Deciphering allosteric mechanisms in KRAS activation: insights from GTP-induced conformational dynamics and interaction network reorganization.

The conformational dynamics and activation mechanisms of KRAS proteins are of great importance for targeted cancer therapy. However, the detailed molecular mechanics of KRAS activation induced by GTP binding remains unclear. In this study, we systematically investigated how GTP/GDP exchange affects the thermodynamic and kinetic properties of KRAS and explored the activation mechanism using molecular dynamics (MD) simulations, Markov state models (MSMs), and neural relational inference (NRI) models.

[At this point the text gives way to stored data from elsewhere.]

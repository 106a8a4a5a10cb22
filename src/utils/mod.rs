//! Utility functions and helpers
//!
//! Hashing, ECDSA P-256 signing with raw `r ‖ s` / `X ‖ Y` encodings,
//! Base58, and the bincode helpers shared by the store and the wallet file.

pub mod crypto;
pub mod serialization;

pub use crypto::{
    base58_decode, base58_encode, coordinates_from_point, ecdsa_p256_sha256_sign_digest,
    ecdsa_p256_sha256_sign_verify, new_key_pair, point_from_coordinates, ripemd160_digest,
    sha256_digest, sha256_hash, split_signature, unix_timestamp,
};

pub use serialization::{deserialize, deserialize_exact, serialize};
//! Persistence and pending state
//!
//! Block stores (sled-backed and in-memory), the pending transaction pool
//! and unspent-output queries over a loaded ledger.

pub mod block_store;
pub mod sled_store;
pub mod tx_pool;
pub mod utxo_set;

pub use block_store::{BlockStore, MemoryStore};
pub use sled_store::SledStore;
pub use tx_pool::TxPool;
pub use utxo_set::{UTXOOutput, UTXOSet};
//! # Account Book
//!
//! A small UTXO ledger: signed transactions, Merkle-committed blocks sealed
//! with proof-of-work, and a sled-backed chain store.
//!
//! ## Layout
//! - `core/`: transactions, Merkle trees, blocks, proof-of-work, the chain
//! - `storage/`: block stores, the pending pool, unspent-output queries
//! - `accountbook/`: the locked facade most callers want
//! - `wallet/`: key pairs, key hashes and Base58Check addresses
//! - `config/`: environment-driven settings
//! - `utils/`: hashing, signatures and bincode helpers
//! - `cli/`: argument parsing and printable views
//!
//! Every balance query rescans the chain; there is no separate index to
//! drift out of sync.

pub mod accountbook;
pub mod cli;
pub mod config;
pub mod core;
pub mod error;
pub mod storage;
pub mod utils;
pub mod wallet;

#[cfg(test)]
pub mod testnet;

pub use accountbook::AccountBook;
pub use cli::{Command, Opt};
pub use config::{Config, GLOBAL_CONFIG};
pub use core::{
    compact_to_target, Block, Blockchain, Hash, MerkleProof, MerkleTree, ProofOfWork, TXInput,
    TXOutput, Transaction, TransactionResolver, DEFAULT_BITS, SUBSIDY, ZERO_HASH,
};
pub use error::{BlockchainError, Result};
pub use storage::{BlockStore, MemoryStore, SledStore, TxPool, UTXOOutput, UTXOSet};
pub use utils::{
    base58_decode, base58_encode, ecdsa_p256_sha256_sign_digest, ecdsa_p256_sha256_sign_verify,
    new_key_pair, ripemd160_digest, sha256_digest, sha256_hash,
};
pub use wallet::{
    convert_address, hash_pub_key, key_hash_from_address, validate_address, Wallet, Wallets,
    ADDRESS_CHECK_SUM_LEN,
};
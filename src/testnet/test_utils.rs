//! Helpers shared by the unit tests

use crate::core::{Block, Blockchain, Hash, Transaction};
use crate::error::{BlockchainError, Result};
use crate::storage::{MemoryStore, SledStore, TxPool};
use crate::wallet::{Wallet, Wallets};
use tempfile::TempDir;

/// Target near 2^255: about every other header qualifies
pub const EASY_BITS: [u8; 4] = [0x20, 0x7f, 0xff, 0xff];

pub fn create_temp_dir() -> Result<TempDir> {
    tempfile::tempdir().map_err(|e| BlockchainError::Io(e.to_string()))
}

/// A coinbase paying a throwaway wallet
pub fn coinbase_for_new_wallet() -> Transaction {
    let address = Wallet::new().expect("wallet").get_address();
    Transaction::new_coinbase_tx(&address, "").expect("coinbase")
}

/// A sealed block on `previous_hash` holding `tx_count` coinbases.
pub fn easy_block(previous_hash: Hash, tx_count: usize) -> Block {
    let address = Wallet::new().expect("wallet").get_address();
    let transactions = (0..tx_count)
        .map(|i| Transaction::new_coinbase_tx(&address, &format!("tx {i}")).expect("coinbase"))
        .collect();
    Block::mine_block(previous_hash, transactions, EASY_BITS).expect("mined block")
}

/// Genesis-only ledger over a [`MemoryStore`]
pub fn memory_chain() -> Blockchain {
    Blockchain::open(Box::new(MemoryStore::new()), EASY_BITS).expect("memory chain")
}

/// Genesis-only ledger on disk; keep the directory alive with the chain.
pub fn sled_chain() -> Result<(Blockchain, TempDir)> {
    let temp_dir = create_temp_dir()?;
    let store = SledStore::open(temp_dir.path().join("blocks"))?;
    let blockchain = Blockchain::open(Box::new(store), EASY_BITS)?;
    Ok((blockchain, temp_dir))
}

/// In-memory ledger where a fresh wallet holds one reward output.
pub fn funded_chain() -> (Blockchain, Wallet) {
    let mut chain = memory_chain();
    let wallet = Wallet::new().expect("wallet");
    let reward = Transaction::new_coinbase_tx(&wallet.get_address(), "funding").expect("coinbase");
    mine_pending(&mut chain, vec![reward]);
    (chain, wallet)
}

/// Pools `transactions` and seals them into the next block without a reward.
pub fn mine_pending(chain: &mut Blockchain, transactions: Vec<Transaction>) -> Block {
    let mut pool = TxPool::new();
    for tx in transactions {
        pool.add(tx);
    }
    chain
        .add_block(&mut pool, "")
        .expect("add block")
        .expect("non-empty pool")
}

pub fn create_test_wallets(count: usize) -> Result<(Wallets, Vec<String>, TempDir)> {
    let temp_dir = create_temp_dir()?;
    let mut wallets = Wallets::load(temp_dir.path().join("wallet.dat"))?;
    let mut addresses = Vec::new();

    for _ in 0..count {
        addresses.push(wallets.create_wallet()?);
    }

    Ok((wallets, addresses, temp_dir))
}

#[cfg(test)]
mod tests {
    use super::*;
    use crate::core::ProofOfWork;

    #[test]
    fn test_sled_chain_starts_at_genesis() {
        let (blockchain, _temp_dir) = sled_chain().unwrap();
        assert_eq!(blockchain.height(), 0);
        blockchain.validate().unwrap();
    }

    #[test]
    fn test_create_test_wallets() {
        let (wallets, addresses, _temp_dir) = create_test_wallets(5).unwrap();
        assert_eq!(addresses.len(), 5);

        // All addresses should be unique
        for i in 0..addresses.len() {
            for j in i + 1..addresses.len() {
                assert_ne!(addresses[i], addresses[j]);
            }
        }
        assert!(addresses.iter().all(|a| wallets.get_wallet(a).is_some()));
    }

    #[test]
    fn test_funded_chain() {
        let (chain, _wallet) = funded_chain();
        assert_eq!(chain.height(), 1);
        assert!(ProofOfWork::validate(&chain.blocks()[1]));
        chain.validate().unwrap();
    }
}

Our MD simulation results show that GTP binding significantly enhances the conformational flexibility of KRAS, and thus promotes its transition to an active conformation with more open switch I and II regions. MSMs analyses show that KRAS in the GTP-bound state can be transitioned to the active state more efficiently during the simulation than in the GDP-bound state. In addition, NRI model calculations showed that GTP binding enhanced residue-residue interactions within the KRAS protein, especially when the long-range interactions were significantly enhanced. Furthermore, the allosteric signaling pathways from the P-loop to switch I and II as well as the key amino acid sites along the pathways were obtained using a graph-based shortest path analysis. Our results can contribute to a deeper understanding of the mechanism of KRAS allosteric activation and provide a foundation for the development of targeted therapeutic drugs to regulate KRAS activity.